There is 13-year-old Naome from Ntoroko District. It’s been two weeks now since she suffered from the deadly malaria and she hasn’t had any form of medication. Why? Because her only hope is the nearest health centre which is 20 kilometres away. You wonder where her parents are; they are with her, knees on the ground in prayer. If they could help, they would. But they are so poor to buy medicine for their daughter, Naome.
They are so poor to buy her life.
Naome is not the only child in the jaws of death. There is 11-year-old Ivan from Gulu who dropped out of school at the age of 9. Instead of learning books, like the rest of the world, he spends his days burning charcoal and collecting firewood for his family. Even when he is staining himself with charcoal, his dream of becoming a teacher is still neat at the back of his head.

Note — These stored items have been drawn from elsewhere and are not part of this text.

#[cfg(test)]
#[allow(clippy::unwrap_used, clippy::expect_used, clippy::panic)]
mod tests {
    use super::*;
    use serde_json::json;

    fn one_data() -> OneData {
        OneData {
            one_user_id: "U1001".into(),
            consume_scene_id: "MONTHLY_CARD".into(),
            biz_account_id: "B2002".into(),
            custom_param: None,
            goods_detail: vec![GoodsDetailItem {
                category: "parking".into(),
                sp_name: "月卡".into(),
                tax_rate: 0.06,
                total_amount: 1.0,
                need_deduction: 0,
                sort_no: 1,
                order_item_id: "I-1".into(),
            }],
        }
    }

    fn request() -> PaymentRequest {
        PaymentRequest {
            mch_id: Some("1900000109".into()),
            device_info: Some("WEB".into()),
            nonce_str: "5K8264ILTKCH16CQ2502SI8ZNMTM67VS".into(),
            out_trade_no: Some("T20240101120000123456".into()),
            trade_expire_time: Some("20240101123000".into()),
            total_fee: 100,
            one_data: one_data(),
            pay_type: "WECHAT_JSAPI".into(),
            notify_url: "https://pay.test/notify".into(),
            spbill_create_id: "127.0.0.1".into(),
            charset: CHARSET_UTF8.into(),
            sign_type: SIGN_TYPE_MD5.into(),
            ..PaymentRequest::default()
        }
    }

    fn errors_of(result: AutomationResult<()>) -> Vec<String> {
        match result {
            Err(AutomationError::Validation { errors, .. }) => errors,
            other => panic!("expected validation error, got {other:?}"),
        }
    }

    mod request_tests {
        use super::*;

        #[test]
        fn test_one_data_uses_camel_case() {
            let text = serde_json::to_string(&one_data()).unwrap();
            assert!(text.contains("\"oneUserId\":\"U1001\""));
            assert!(text.contains("\"spName\":\"月卡\""));
            assert!(text.contains("\"customParam\":null"));
        }

        #[test]
        fn test_valid_order_request() {
            request().validate(PaymentEndpoint::UnifiedOrder).unwrap();
        }

        #[test]
        fn test_sign_request_requires_app_key() {
            let mut req = request();
            let errors = errors_of(req.validate(PaymentEndpoint::PaySign));
            assert_eq!(errors, vec!["appKey: field required".to_string()]);
            req.app_key = Some("k".into());
            req.out_trade_no = None;
            req.validate(PaymentEndpoint::PaySign).unwrap();
        }

        #[test]
        fn test_collects_every_failure() {
            let mut req = request();
            req.mch_id = None;
            req.nonce_str = "x".repeat(33);
            req.total_fee = 0;
            req.notify_url = "ftp://pay.test/notify".into();
            req.return_url = Some("not a url".into());
            req.spbill_create_id = "localhost".into();
            req.charset = "GBK".into();
            req.sign_type = "SHA256".into();
            req.out_trade_no = Some("T1".into());
            req.trade_expire_time = Some("2024-01-01".into());

            let errors = errors_of(req.validate(PaymentEndpoint::UnifiedOrder));
            let fields: Vec<&str> = errors
                .iter()
                .map(|e| e.split(':').next().unwrap())
                .collect();
            assert_eq!(
                fields,
                vec![
                    "mch_id",
                    "nonce_str",
                    "total_fee",
                    "notify_url",
                    "return_url",
                    "spbill_create_id",
                    "charset",
                    "sign_type",
                    "out_trade_no",
                    "trade_expire_time",
                ]
            );
        }

        #[test]
        fn test_wire_form() {
            let mut req = request();
            req.app_key = Some("k".into());
            let wire = req.to_wire().unwrap();
            assert_eq!(wire["total_fee"], json!("100"));
            assert_eq!(wire["appKey"], json!("k"));
            assert!(!wire.contains_key("attach"));
            let one: OneData =
                serde_json::from_str(wire["one_data"].as_str().unwrap()).unwrap();
            assert_eq!(one, one_data());
        }
    }

    mod response_tests {
        use super::*;

        #[test]
        fn test_success_response() {
            let resp = CreateOrderResponse::from_json(json!({
                "return_code": "SUCCESS",
                "result_code": "SUCCESS",
                "pay_url": "https://cashier.test/pay?id=1",
                "nonce_str": "abc"
            }))
            .unwrap();
            assert!(resp.is_success());
        }

        #[test]
        fn test_success_requires_pay_url() {
            let err = CreateOrderResponse::from_json(json!({
                "return_code": "SUCCESS",
                "result_code": "SUCCESS"
            }))
            .unwrap_err();
            assert!(err.to_string().contains("pay_url"));
        }

        #[test]
        fn test_failure_accepts_numeric_err_code() {
            let resp = CreateOrderResponse::from_json(json!({
                "return_code": "SUCCESS",
                "result_code": "FAILED",
                "err_code": 40001,
                "err_msg": "签名错误"
            }))
            .unwrap();
            assert_eq!(resp.err_code, Some(ErrCode::Number(40001)));
            assert_eq!(resp.err_code.as_ref().unwrap().to_string(), "40001");
            assert!(!resp.is_success());
        }

        #[test]
        fn test_failure_requires_err_fields() {
            let err = CreateOrderResponse::from_json(json!({
                "return_code": "SUCCESS",
                "result_code": "FAIL",
                "err_code": "SIGNERROR"
            }))
            .unwrap_err();
            assert!(err.to_string().contains("err_msg"));
        }

        #[test]
        fn test_transport_failure_needs_nothing_else() {
            let resp = CreateOrderResponse::from_json(json!({
                "return_code": "FAIL",
                "return_msg": "签名失败"
            }))
            .unwrap();
            assert!(!resp.is_success());
        }

        #[test]
        fn test_unknown_result_code_rejected() {
            let err = CreateOrderResponse::from_json(json!({
                "return_code": "SUCCESS",
                "result_code": "MAYBE"
            }))
            .unwrap_err();
            assert!(matches!(err, AutomationError::Json(_)));
        }

        #[test]
        fn test_missing_success_result_code() {
            let err = CreateOrderResponse::from_json(json!({"return_code": "SUCCESS"})).unwrap_err();
            assert!(err.to_string().contains("result_code"));
        }
    }
}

He wants to be a teacher and rid the world of illiteracy that has crippled him and stained his young hands with charcoal.
There is 15-year-old Anita whose father married her off at the age of 14. At 15 years, privileged kids are about to complete their primary level, but not Anita. Anita is about to complete her pregnancy instead (she is 7 months pregnant). At 15, she has a husband and a home to build. There are many children in Uganda today who are playing Russian roulette with death. There are many Anitas, Ivans and Naomes seated in the waiting rooms of shattered dreams and walking in the corridors of failure. According to the United Nations, Uganda has a very young age with 60% under the age of 18. 19% are under 5 years. A big chunk of that percentage would later die of malaria and other curable endemics. In the budget, the money allocated for health reduced from 9.6% in 2003-2004. It later reduced to 8.6% and then further to 8% in 2014-2015. Every reduction breeds maternal, child and infant mortality.
Do these children deserve such suffering?
No, they don’t. They deserve a future, like the rest of us. They deserve to sit in school and attain education like their contemporaries. They deserve to live, to laugh, to play, to grow, to eat and to dream. The statistics of uneducated children look so unreal to be true. According to UBOS and ICF International 2012, just 5% of children attend pre-primary school in the West Nile Region. This is because even after braving a lengthy journey to school, teaching is still inadequate. Where is the Government in all this? The Government is busy with more important issues like scrapping off taxes from Member of Parliament’s monthly ‘peanuts’ they earn. The Government is busy purchasing arsenals and tankers and teargas canisters because it needs to protect its people. The irony is that it protects its people so that they can die in peace.
However, Save The Children, through its global #EveryLastChild campaign, wants every child to attain the right survival. They are pledging to reach every child in the remote areas of Uganda. Actually, it’s not Save The Children alone, you too can play a part in this cause. You can join the campaign and pledge to task the government to address the challenges facing children in the remote areas of Uganda; those forgotten souls of this country. They say that the future of this country is in the younger generation.
Stand up. Speak up. Save the children until every last child survives.